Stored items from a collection
·····
//! Complaint business logic - filtering and resolving driver complaints.

use crate::{
    api::{ApiClient, Session, endpoints},
    core::reconcile,
    errors::{Error, Result},
    models::{Complaint, ComplaintStatus},
};

/// Complaints matching the status and search text, newest first.
///
/// The search is case-insensitive over the order reference, reporter, subject
/// and description.
#[must_use]
pub fn filter_complaints(
    complaints: &[Complaint],
    status: Option<ComplaintStatus>,
    search: Option<&str>,
) -> Vec<Complaint> {
    let needle = search
        .map(str::trim)
        .filter(|s| !s.is_empty())
        .map(str::to_lowercase);

    let mut matching: Vec<Complaint> = complaints
        .iter()
        .filter(|complaint| status.is_none_or(|wanted| complaint.status == wanted))
        .filter(|complaint| {
            needle.as_deref().is_none_or(|needle| {
                let reporter = complaint.reporter();
                [
                    complaint.order_reference.as_str(),
                    reporter.as_str(),
                    complaint.subject.as_deref().unwrap_or_default(),
                    complaint.description.as_str(),
                ]
                .iter()
                .any(|field| field.to_lowercase().contains(needle))
            })
        })
        .cloned()
        .collect();

    matching.sort_by(|a, b| b.created_at.cmp(&a.created_at));
    matching
}

/// Number of complaints still waiting for an operator.
#[must_use]
pub fn pending_count(complaints: &[Complaint]) -> usize {
    complaints
        .iter()
        .filter(|complaint| complaint.status == ComplaintStatus::Pending)
        .count()
}

/// Marks a complaint resolved on the backend and merges the stored copy into `complaints`.
///
/// # Errors
/// - [`Error::NotFound`] if the complaint is not in the collection
/// - [`Error::Validation`] if it is already resolved
/// - any API error; `complaints` is then left unchanged
pub async fn resolve(
    api: &ApiClient,
    session: &mut Session,
    complaints: &mut Vec<Complaint>,
    id: i64,
) -> Result<Complaint> {
    let current = reconcile::find_record(complaints, id).ok_or_else(|| Error::NotFound {
        entity: "Complaint",
        key: id.to_string(),
    })?;
    if current.status == ComplaintStatus::Resolved {
        return Err(Error::validation("status", format!("complaint #{id} is already resolved")));
    }

    let outcome =
        endpoints::update_complaint_status(api, session, id, ComplaintStatus::Resolved).await;
    let stored = reconcile::commit(complaints, outcome)?;
    tracing::info!("Complaint #{} resolved by {}", id, session.username);
    Ok(stored)
}

#[cfg(test)]
mod tests {
    #![allow(clippy::unwrap_used)]
    use super::*;
    use crate::test_utils::{json_response, scripted_client, test_session, text_response};
    use chrono::{TimeZone, Utc};

    fn complaint(id: i64, status: ComplaintStatus, day: u32, description: &str) -> Complaint {
        Complaint {
            id,
            order_reference: format!("ORD-{id}"),
            status,
            driver_id: Some(format!("D-{id}")),
            driver_name: (id == 2).then(|| "Musa Bello".to_string()),
            subject: None,
            description: description.to_string(),
            created_at: Utc.with_ymd_and_hms(2026, 10, day, 8, 0, 0).unwrap(),
        }
    }

    fn sample() -> Vec<Complaint> {
        vec![
            complaint(1, ComplaintStatus::Pending, 1, "Package damaged"),
            complaint(2, ComplaintStatus::Resolved, 3, "Wrong address"),
            complaint(3, ComplaintStatus::Pending, 2, "Customer unreachable"),
        ]
    }

    #[test]
    fn test_filter_by_status_newest_first() {
        let pending = filter_complaints(&sample(), Some(ComplaintStatus::Pending), None);
        assert_eq!(pending.iter().map(|c| c.id).collect::<Vec<_>>(), vec![3, 1]);
        assert_eq!(pending_count(&sample()), 2);
    }

    #[test]
    fn test_search_matches_reporter_and_text() {
        let by_name = filter_complaints(&sample(), None, Some("musa"));
        assert_eq!(by_name.len(), 1);
        assert_eq!(by_name[0].id, 2);

        let by_text = filter_complaints(&sample(), None, Some("DAMAGED"));
        assert_eq!(by_text[0].id, 1);

        let blank = filter_complaints(&sample(), None, Some("   "));
        assert_eq!(blank.len(), 3);
    }

    #[tokio::test]
    async fn test_resolve_merges_server_copy() {
        let (api, _transport) = scripted_client(vec![Ok(json_response(
            200,
            r#"{"id": 1, "orderReference": "ORD-1", "status": "resolved",
                "description": "Package damaged", "createdAt": "2026-10-01T08:00:00Z"}"#,
        ))]);
        let mut session = test_session("support", &["complaints"]);
        let mut complaints = sample();

        let stored = resolve(&api, &mut session, &mut complaints, 1).await.unwrap();

        assert_eq!(stored.status, ComplaintStatus::Resolved);
        assert_eq!(complaints[0].status, ComplaintStatus::Resolved);
        assert_eq!(pending_count(&complaints), 1);
    }

    #[tokio::test]
    async fn test_failed_resolve_keeps_local_state() {
        let (api, _transport) = scripted_client(vec![Ok(text_response(502, "Bad gateway"))]);
        let mut session = test_session("support", &["complaints"]);
        let mut complaints = sample();

        let err = resolve(&api, &mut session, &mut complaints, 1).await.unwrap_err();

        assert!(matches!(err, Error::Api { status: 502, .. }));
        assert_eq!(complaints, sample());
    }

    #[tokio::test]
    async fn test_resolve_rejects_unknown_and_resolved() {
        let (api, transport) = scripted_client(Vec::new());
        let mut session = test_session("support", &["complaints"]);
        let mut complaints = sample();

        assert!(matches!(
            resolve(&api, &mut session, &mut complaints, 99).await,
            Err(Error::NotFound { .. })
        ));
        assert!(matches!(
            resolve(&api, &mut session, &mut complaints, 2).await,
            Err(Error::Validation { .. })
        ));
        assert!(transport.requests().is_empty());
    }
}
·····
■ YOUR OBJECTIVE:
Working down from the line that contains "assert_eq!(stored.status, ComplaintStatus::Resolved);", retype each line exactly through the last line of the data, and give nothing else.

■ EXERCISE RESULT:
        assert_eq!(stored.status, ComplaintStatus::Resolved);
        assert_eq!(complaints[0].status, ComplaintStatus::Resolved);
        assert_eq!(pending_count(&complaints), 1);
    }

    #[tokio::test]
    async fn test_failed_resolve_keeps_local_state() {
        let (api, _transport) = scripted_client(vec![Ok(text_response(502, "Bad gateway"))]);
        let mut session = test_session("support", &["complaints"]);
        let mut complaints = sample();

        let err = resolve(&api, &mut session, &mut complaints, 1).await.unwrap_err();

        assert!(matches!(err, Error::Api { status: 502, .. }));
        assert_eq!(complaints, sample());
    }

    #[tokio::test]
    async fn test_resolve_rejects_unknown_and_resolved() {
        let (api, transport) = scripted_client(Vec::new());
        let mut session = test_session("support", &["complaints"]);
        let mut complaints = sample();

        assert!(matches!(
            resolve(&api, &mut session, &mut complaints, 99).await,
            Err(Error::NotFound { .. })
        ));
        assert!(matches!(
            resolve(&api, &mut session, &mut complaints, 2).await,
            Err(Error::Validation { .. })
        ));
        assert!(transport.requests().is_empty());
    }
}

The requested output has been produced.